Many of us who have witness relatives have experienced them fading in and out of the cult personality to their real, authentic personality. It's like they are a totally different person. As Steve Hassan says in his book, " Releasing the Bonds ", " It is an eerie experience when, mid-conversation, you sense a different identity has assumed control. " He continues, ' recognizing this change, and acting appropriately, is one of the keys to unlocking your loved one's authentic self and freeing him from cult bondage. "
So how can it be done ? Hassan says we have to try an develop " rapport and trust with the cult identity and the authentic identity" of the person. Hassan says it's easy to get frustrated trying to communicate with cult controlled relatives.

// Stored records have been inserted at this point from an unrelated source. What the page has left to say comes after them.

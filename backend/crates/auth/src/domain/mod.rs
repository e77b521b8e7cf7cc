//! Domain Layer
//!
//! Entities, value objects, and the ports the application layer depends on.

pub mod entity {
    pub mod user;
}
pub mod identity;
pub mod mailer;
pub mod repository;
pub mod value_object;

pub use entity::user::User;
pub use identity::{FederatedProfile, IdentityProvider};
pub use mailer::{Mailer, OutgoingEmail};
pub use repository::UserRepository;
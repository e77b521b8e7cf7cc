//! Repository Traits
//!
//! Interfaces for data persistence. Implementation is in infrastructure layer.

use crate::domain::entity::user::User;
use crate::domain::value_object::{email::Email, user_name::UserName};
use crate::error::AuthResult;

#[trait_variant::make(UserRepository: Send)]
pub trait LocalUserRepository {
    /// Insert a new user. A duplicate email or username is
    /// `AuthError::UserAlreadyExists`.
    async fn create(&self, user: &User) -> AuthResult<()>;

    async fn find_by_email(&self, email: &Email) -> AuthResult<Option<User>>;

    /// Match on username OR email; either may be absent.
    async fn find_by_login(
        &self,
        user_name: Option<&UserName>,
        email: Option<&Email>,
    ) -> AuthResult<Option<User>>;

    async fn exists_by_user_name_or_email(
        &self,
        user_name: &UserName,
        email: &Email,
    ) -> AuthResult<bool>;

    /// Persist the mutable columns (login time, verification state, token).
    async fn update(&self, user: &User) -> AuthResult<()>;
}
//! Application Layer
//!
//! Use cases over the catalog repositories.

pub mod address;
pub mod product;
pub mod store;

pub use address::ListUserAddressesUseCase;
pub use product::{CreateProductOutput, CreateProductUseCase, GetProductUseCase, ListProductsUseCase};
pub use store::StoreQueries;
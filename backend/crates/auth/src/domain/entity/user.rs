//! User Entity

use chrono::{DateTime, Utc};

use crate::domain::value_object::{
    auth_provider::AuthProvider, email::Email, person_name::PersonName,
    phone_number::PhoneNumber, user_id::UserId, user_name::UserName, user_password::UserPassword,
    user_role::UserRole,
};

/// A registered account, local or federated.
///
/// Local accounts always carry a username and a password hash. Federated
/// accounts have neither and are identified by `provider_subject`.
#[derive(Debug, Clone)]
pub struct User {
    pub user_id: UserId,
    pub email: Email,
    pub user_name: Option<UserName>,
    pub first_name: PersonName,
    pub last_name: PersonName,
    pub phone_number: Option<PhoneNumber>,
    pub password: Option<UserPassword>,
    pub role: UserRole,
    pub provider: AuthProvider,
    /// Provider's stable id for federated accounts
    pub provider_subject: Option<String>,
    pub is_verified: bool,
    /// Outstanding email verification token, cleared once used
    pub verification_token: Option<String>,
    pub last_login_at: Option<DateTime<Utc>>,
    pub created_at: DateTime<Utc>,
    pub updated_at: DateTime<Utc>,
}

/// Validated registration data.
pub struct NewLocalUser {
    pub email: Email,
    pub user_name: UserName,
    pub first_name: PersonName,
    pub last_name: PersonName,
    pub phone_number: Option<PhoneNumber>,
    pub password: UserPassword,
}

impl User {
    pub fn new_local(input: NewLocalUser) -> Self {
        let now = Utc::now();
        Self {
            user_id: UserId::new(),
            email: input.email,
            user_name: Some(input.user_name),
            first_name: input.first_name,
            last_name: input.last_name,
            phone_number: input.phone_number,
            password: Some(input.password),
            role: UserRole::User,
            provider: AuthProvider::Local,
            provider_subject: None,
            is_verified: false,
            verification_token: None,
            last_login_at: None,
            created_at: now,
            updated_at: now,
        }
    }

    /// Unverified `USER` account created on first federated login.
    pub fn new_federated(
        provider: AuthProvider,
        subject: String,
        email: Email,
        first_name: PersonName,
        last_name: PersonName,
    ) -> Self {
        let now = Utc::now();
        Self {
            user_id: UserId::new(),
            email,
            user_name: None,
            first_name,
            last_name,
            phone_number: None,
            password: None,
            role: UserRole::User,
            provider,
            provider_subject: Some(subject),
            is_verified: false,
            verification_token: None,
            last_login_at: None,
            created_at: now,
            updated_at: now,
        }
    }

    pub fn full_name(&self) -> String {
        format!("{} {}", self.first_name, self.last_name)
    }

    pub fn record_login(&mut self) {
        let now = Utc::now();
        self.last_login_at = Some(now);
        self.updated_at = now;
    }

    pub fn set_verification_token(&mut self, token: String) {
        self.verification_token = Some(token);
        self.updated_at = Utc::now();
    }

    /// Flip the verified flag and consume the outstanding token.
    pub fn mark_verified(&mut self) {
        self.is_verified = true;
        self.verification_token = None;
        self.updated_at = Utc::now();
    }
}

But he said to , " keep in mind that you are trying to help someone whose behavior , information, thoughts, and emotions are being manipulated by the group . "

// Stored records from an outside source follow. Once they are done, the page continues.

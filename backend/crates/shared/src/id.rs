//! Typed identifiers
//!
//! Every table keys on a UUID. Wrapping it in [`Id<T>`] keeps a product id
//! from being passed where a store id is expected.

use std::fmt;
use std::marker::PhantomData;
use std::str::FromStr;

use serde::{Deserialize, Deserializer, Serialize, Serializer};
use uuid::Uuid;

/// UUID tagged with the entity it identifies.
///
/// ```
/// use kernel::id::{Id, markers};
/// type UserId = Id<markers::User>;
///
/// let id: UserId = Id::new();
/// let parsed: UserId = id.to_string().parse().unwrap();
/// assert_eq!(id, parsed);
/// ```
pub struct Id<T> {
    value: Uuid,
    _marker: PhantomData<fn() -> T>,
}

impl<T> Id<T> {
    /// Random v4 id.
    pub fn new() -> Self {
        Self::from_uuid(Uuid::new_v4())
    }

    pub const fn from_uuid(uuid: Uuid) -> Self {
        Self {
            value: uuid,
            _marker: PhantomData,
        }
    }

    pub fn as_uuid(&self) -> &Uuid {
        &self.value
    }

    pub fn into_uuid(self) -> Uuid {
        self.value
    }
}

// Manual impls so markers need no derives of their own.
impl<T> Clone for Id<T> {
    fn clone(&self) -> Self {
        *self
    }
}

impl<T> Copy for Id<T> {}

impl<T> PartialEq for Id<T> {
    fn eq(&self, other: &Self) -> bool {
        self.value == other.value
    }
}

impl<T> Eq for Id<T> {}

impl<T> std::hash::Hash for Id<T> {
    fn hash<H: std::hash::Hasher>(&self, state: &mut H) {
        self.value.hash(state);
    }
}

impl<T> Default for Id<T> {
    fn default() -> Self {
        Self::new()
    }
}

impl<T> fmt::Debug for Id<T> {
    fn fmt(&self, f: &mut fmt::Formatter<'_>) -> fmt::Result {
        write!(f, "Id({})", self.value)
    }
}

impl<T> fmt::Display for Id<T> {
    fn fmt(&self, f: &mut fmt::Formatter<'_>) -> fmt::Result {
        write!(f, "{}", self.value)
    }
}

impl<T> FromStr for Id<T> {
    type Err = uuid::Error;

    fn from_str(s: &str) -> Result<Self, Self::Err> {
        Uuid::parse_str(s).map(Self::from_uuid)
    }
}

impl<T> From<Uuid> for Id<T> {
    fn from(uuid: Uuid) -> Self {
        Self::from_uuid(uuid)
    }
}

impl<T> From<Id<T>> for Uuid {
    fn from(id: Id<T>) -> Self {
        id.value
    }
}

impl<T> Serialize for Id<T> {
    fn serialize<S: Serializer>(&self, serializer: S) -> Result<S::Ok, S::Error> {
        self.value.serialize(serializer)
    }
}

impl<'de, T> Deserialize<'de> for Id<T> {
    fn deserialize<D: Deserializer<'de>>(deserializer: D) -> Result<Self, D::Error> {
        Uuid::deserialize(deserializer).map(Self::from_uuid)
    }
}

/// Marker types for entity ids
pub mod markers {
    pub struct User;
    pub struct Product;
    pub struct Category;
    pub struct Store;
    pub struct Address;
    pub struct StoreProduct;
    pub struct UserAddress;
}

pub type UserId = Id<markers::User>;
pub type ProductId = Id<markers::Product>;
pub type CategoryId = Id<markers::Category>;
pub type StoreId = Id<markers::Store>;
pub type AddressId = Id<markers::Address>;
pub type StoreProductId = Id<markers::StoreProduct>;
pub type UserAddressId = Id<markers::UserAddress>;

#[cfg(test)]
mod tests {
    use super::*;

    #[test]
    fn test_id_from_uuid() {
        let uuid = Uuid::new_v4();
        let id: ProductId = Id::from_uuid(uuid);
        assert_eq!(id.as_uuid(), &uuid);
        assert_eq!(Uuid::from(id), uuid);
    }

    #[test]
    fn test_parse_rejects_garbage() {
        assert!("not-a-uuid".parse::<StoreId>().is_err());
    }

    #[test]
    fn test_serde_is_plain_uuid() {
        let id: UserId = Id::new();
        let json = serde_json::to_string(&id).unwrap();
        assert_eq!(json, format!("\"{}\"", id));

        let back: UserId = serde_json::from_str(&json).unwrap();
        assert_eq!(back, id);
    }
}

As much as we ex-JW's aren't really interested in believing in what the witnesses do - still to get inside their minds to help them open up to us - we need to ask leading questions Hassan mentions to get them to communicate. For instance if a witness says , " I'm doing some amazing things ! " You could ask, " Give me an example of how you feel. " It opens doors and avenues of communication. If a witness tells you they had a " experience that made them feel warm and loved or spiritual , you could say, " I get a really great feeling walking on the beach, or by a river in the mountains. " The key is to show them you " don't have to be in the cult to have that kind of experience. " So it's a comparing type of thing.
In a cult they " attempt to suppress and destroy the authentic identity, but it never completely succeeds. There are too many experiences , too many positive memories that don't disappear . Yet, over time, the authentic, pre- cult self seeks ways to regain it's freedom. " Hassan says we can help loved ones to reflect on their experiences. He states, " Because mind control cults never deliver what they promise, it is likely that your loved one will have many disappointing experiences with the group. Deep down inside, the authentic identity sees contradictions , asks questions, and records the disillusionments. "

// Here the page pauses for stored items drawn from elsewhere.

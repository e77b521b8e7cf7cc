//! Stores and their inventory

use chrono::{DateTime, Utc};
use kernel::id::{ProductId, StoreId};

use crate::domain::address::Address;

#[derive(Debug, Clone, PartialEq, Eq)]
pub struct StoreSummary {
    pub id: StoreId,
    pub name: String,
}

#[derive(Debug, Clone)]
pub struct Store {
    pub id: StoreId,
    pub name: String,
    pub addresses: Vec<Address>,
    pub created_at: DateTime<Utc>,
    pub updated_at: DateTime<Utc>,
}

#[derive(Debug, Clone, PartialEq, Eq)]
pub struct InventoryItem {
    pub product_id: ProductId,
    pub product_name: String,
    pub stock: i32,
}

/// A store with its addresses and inventory.
#[derive(Debug, Clone)]
pub struct StoreDetail {
    pub store: Store,
    pub inventory: Vec<InventoryItem>,
}
//! Presentation Layer
//!
//! HTTP handlers, DTOs and router.

pub mod dto;
pub mod handlers;
pub mod router;

pub use handlers::CatalogAppState;
pub use router::{catalog_router, catalog_router_generic};
use serde::{Deserialize, Serialize};
use std::fmt;

/// Where an account's credentials live.
#[derive(Debug, Clone, Copy, PartialEq, Eq, Default, Serialize, Deserialize)]
#[serde(rename_all = "lowercase")]
pub enum AuthProvider {
    #[default]
    Local,
    Google,
}

impl AuthProvider {
    pub const fn code(&self) -> &'static str {
        match self {
            AuthProvider::Local => "local",
            AuthProvider::Google => "google",
        }
    }

    pub fn from_code(code: &str) -> Option<Self> {
        match code {
            "local" => Some(AuthProvider::Local),
            "google" => Some(AuthProvider::Google),
            _ => None,
        }
    }
}

impl fmt::Display for AuthProvider {
    fn fmt(&self, f: &mut fmt::Formatter<'_>) -> fmt::Result {
        f.write_str(self.code())
    }
}

#[cfg(test)]
mod tests {
    use super::*;

    #[test]
    fn test_codes() {
        assert_eq!(AuthProvider::from_code("google"), Some(AuthProvider::Google));
        assert_eq!(AuthProvider::from_code("local"), Some(AuthProvider::Local));
        assert_eq!(AuthProvider::from_code("github"), None);
        assert_eq!(AuthProvider::Google.to_string(), "google");
    }
}
//! Value Object Module

pub mod auth_provider;
pub mod email;
pub mod person_name;
pub mod phone_number;
pub mod user_id;
pub mod user_name;
pub mod user_password;
pub mod user_role;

To help our relatives get out of the witnesses- it is " essential for family members and friends to step out of our own reality - to think , feel and imagine what the other person's reality is. For instance we may ask our cult controlled relative or friend , " Tell us about yourself. Tell us about your experiences . We want to understand. Want to know you better. " It's kind of like what they used to tell us to do out in service - find a common ground so we can gradually build trust. Not that we believe in what they believe - but to help them open up to communicate it can be a start to getting them to think about things.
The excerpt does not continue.